*What this task involves*:
Line tally for "anyhow": state how many lines of the entries include it, with no other text.

========================================

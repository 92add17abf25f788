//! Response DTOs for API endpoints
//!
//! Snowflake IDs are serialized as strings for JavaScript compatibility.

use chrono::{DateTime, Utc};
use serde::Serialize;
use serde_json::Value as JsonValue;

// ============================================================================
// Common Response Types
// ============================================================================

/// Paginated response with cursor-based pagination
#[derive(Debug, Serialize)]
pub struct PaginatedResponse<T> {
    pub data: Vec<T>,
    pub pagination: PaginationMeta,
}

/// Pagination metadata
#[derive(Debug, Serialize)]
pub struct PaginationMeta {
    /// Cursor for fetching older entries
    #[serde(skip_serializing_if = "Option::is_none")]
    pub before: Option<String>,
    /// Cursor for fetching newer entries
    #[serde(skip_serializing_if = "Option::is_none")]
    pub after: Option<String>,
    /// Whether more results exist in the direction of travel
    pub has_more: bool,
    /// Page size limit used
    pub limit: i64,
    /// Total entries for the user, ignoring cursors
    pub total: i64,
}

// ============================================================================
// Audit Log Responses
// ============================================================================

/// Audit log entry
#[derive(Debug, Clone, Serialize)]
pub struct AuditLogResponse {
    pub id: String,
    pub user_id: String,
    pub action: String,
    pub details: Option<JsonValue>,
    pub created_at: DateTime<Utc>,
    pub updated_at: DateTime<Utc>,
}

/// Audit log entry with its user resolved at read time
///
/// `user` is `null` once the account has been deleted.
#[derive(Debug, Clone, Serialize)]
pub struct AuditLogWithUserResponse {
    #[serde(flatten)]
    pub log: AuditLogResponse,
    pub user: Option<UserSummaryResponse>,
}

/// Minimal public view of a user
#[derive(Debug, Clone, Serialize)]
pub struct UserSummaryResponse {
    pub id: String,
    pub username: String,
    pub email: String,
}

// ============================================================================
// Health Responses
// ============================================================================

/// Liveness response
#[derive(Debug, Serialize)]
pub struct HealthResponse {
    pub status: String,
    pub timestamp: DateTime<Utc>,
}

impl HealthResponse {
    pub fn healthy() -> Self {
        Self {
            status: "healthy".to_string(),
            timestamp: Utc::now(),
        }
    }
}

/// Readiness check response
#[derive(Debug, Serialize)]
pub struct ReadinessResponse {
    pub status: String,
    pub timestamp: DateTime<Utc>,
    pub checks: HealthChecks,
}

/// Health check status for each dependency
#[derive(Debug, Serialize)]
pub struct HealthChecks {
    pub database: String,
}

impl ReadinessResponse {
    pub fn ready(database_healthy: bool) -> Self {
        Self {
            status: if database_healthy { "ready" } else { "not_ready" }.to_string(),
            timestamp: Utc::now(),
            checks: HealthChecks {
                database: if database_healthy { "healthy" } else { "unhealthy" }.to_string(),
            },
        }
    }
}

========================================

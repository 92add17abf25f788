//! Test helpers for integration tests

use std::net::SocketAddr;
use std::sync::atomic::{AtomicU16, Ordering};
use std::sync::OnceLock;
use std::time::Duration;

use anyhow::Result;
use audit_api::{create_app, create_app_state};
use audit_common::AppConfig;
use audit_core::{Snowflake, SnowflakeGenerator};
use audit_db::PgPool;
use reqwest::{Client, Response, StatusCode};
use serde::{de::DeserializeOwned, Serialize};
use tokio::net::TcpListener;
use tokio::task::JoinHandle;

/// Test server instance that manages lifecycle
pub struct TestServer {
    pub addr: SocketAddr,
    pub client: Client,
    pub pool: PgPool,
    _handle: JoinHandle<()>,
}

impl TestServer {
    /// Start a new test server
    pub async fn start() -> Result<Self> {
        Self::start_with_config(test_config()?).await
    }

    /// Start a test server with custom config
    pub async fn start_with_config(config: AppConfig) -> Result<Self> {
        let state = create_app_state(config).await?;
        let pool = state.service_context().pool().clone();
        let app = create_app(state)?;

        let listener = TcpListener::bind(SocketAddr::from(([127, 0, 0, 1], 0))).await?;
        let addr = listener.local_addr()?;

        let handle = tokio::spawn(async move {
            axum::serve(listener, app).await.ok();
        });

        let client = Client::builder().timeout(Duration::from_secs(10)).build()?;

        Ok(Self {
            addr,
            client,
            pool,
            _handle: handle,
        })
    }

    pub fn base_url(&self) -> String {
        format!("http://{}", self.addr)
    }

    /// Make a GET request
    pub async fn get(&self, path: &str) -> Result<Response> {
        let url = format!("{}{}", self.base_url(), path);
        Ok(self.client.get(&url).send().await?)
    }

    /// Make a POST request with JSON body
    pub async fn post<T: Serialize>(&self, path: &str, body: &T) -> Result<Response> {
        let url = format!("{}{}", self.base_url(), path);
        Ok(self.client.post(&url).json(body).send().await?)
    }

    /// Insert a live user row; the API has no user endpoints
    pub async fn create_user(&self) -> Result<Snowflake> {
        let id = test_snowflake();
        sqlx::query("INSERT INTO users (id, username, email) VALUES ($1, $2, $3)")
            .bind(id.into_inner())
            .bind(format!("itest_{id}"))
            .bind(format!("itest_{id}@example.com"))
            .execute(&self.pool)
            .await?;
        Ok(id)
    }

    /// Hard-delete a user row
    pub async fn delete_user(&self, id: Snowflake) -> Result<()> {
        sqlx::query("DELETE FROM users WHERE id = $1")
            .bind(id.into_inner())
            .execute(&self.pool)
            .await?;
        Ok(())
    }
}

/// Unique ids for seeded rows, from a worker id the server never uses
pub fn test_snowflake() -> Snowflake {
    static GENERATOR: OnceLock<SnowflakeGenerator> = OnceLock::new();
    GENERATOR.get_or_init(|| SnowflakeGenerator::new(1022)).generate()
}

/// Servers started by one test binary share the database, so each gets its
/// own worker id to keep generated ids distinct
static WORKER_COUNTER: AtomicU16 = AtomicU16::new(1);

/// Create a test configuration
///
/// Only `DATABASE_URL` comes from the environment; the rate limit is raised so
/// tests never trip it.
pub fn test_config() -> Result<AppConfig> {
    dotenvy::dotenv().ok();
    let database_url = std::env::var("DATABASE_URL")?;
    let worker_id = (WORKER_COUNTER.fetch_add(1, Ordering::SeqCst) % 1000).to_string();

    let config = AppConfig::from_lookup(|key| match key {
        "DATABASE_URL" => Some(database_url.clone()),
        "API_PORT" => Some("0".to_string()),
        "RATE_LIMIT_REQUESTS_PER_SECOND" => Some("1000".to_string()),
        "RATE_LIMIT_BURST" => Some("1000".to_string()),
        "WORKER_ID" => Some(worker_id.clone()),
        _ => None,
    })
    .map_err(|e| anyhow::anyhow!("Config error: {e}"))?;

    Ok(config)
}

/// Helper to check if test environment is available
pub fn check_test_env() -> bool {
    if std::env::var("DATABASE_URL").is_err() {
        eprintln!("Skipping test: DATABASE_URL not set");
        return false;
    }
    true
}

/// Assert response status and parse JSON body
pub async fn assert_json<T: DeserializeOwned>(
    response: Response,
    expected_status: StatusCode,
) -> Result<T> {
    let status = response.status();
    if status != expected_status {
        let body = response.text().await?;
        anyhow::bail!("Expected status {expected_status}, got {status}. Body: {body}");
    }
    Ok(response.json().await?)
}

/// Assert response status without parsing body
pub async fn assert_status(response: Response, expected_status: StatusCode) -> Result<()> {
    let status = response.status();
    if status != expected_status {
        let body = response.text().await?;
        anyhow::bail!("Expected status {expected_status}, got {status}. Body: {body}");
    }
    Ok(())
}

========================================

*Task result*:
4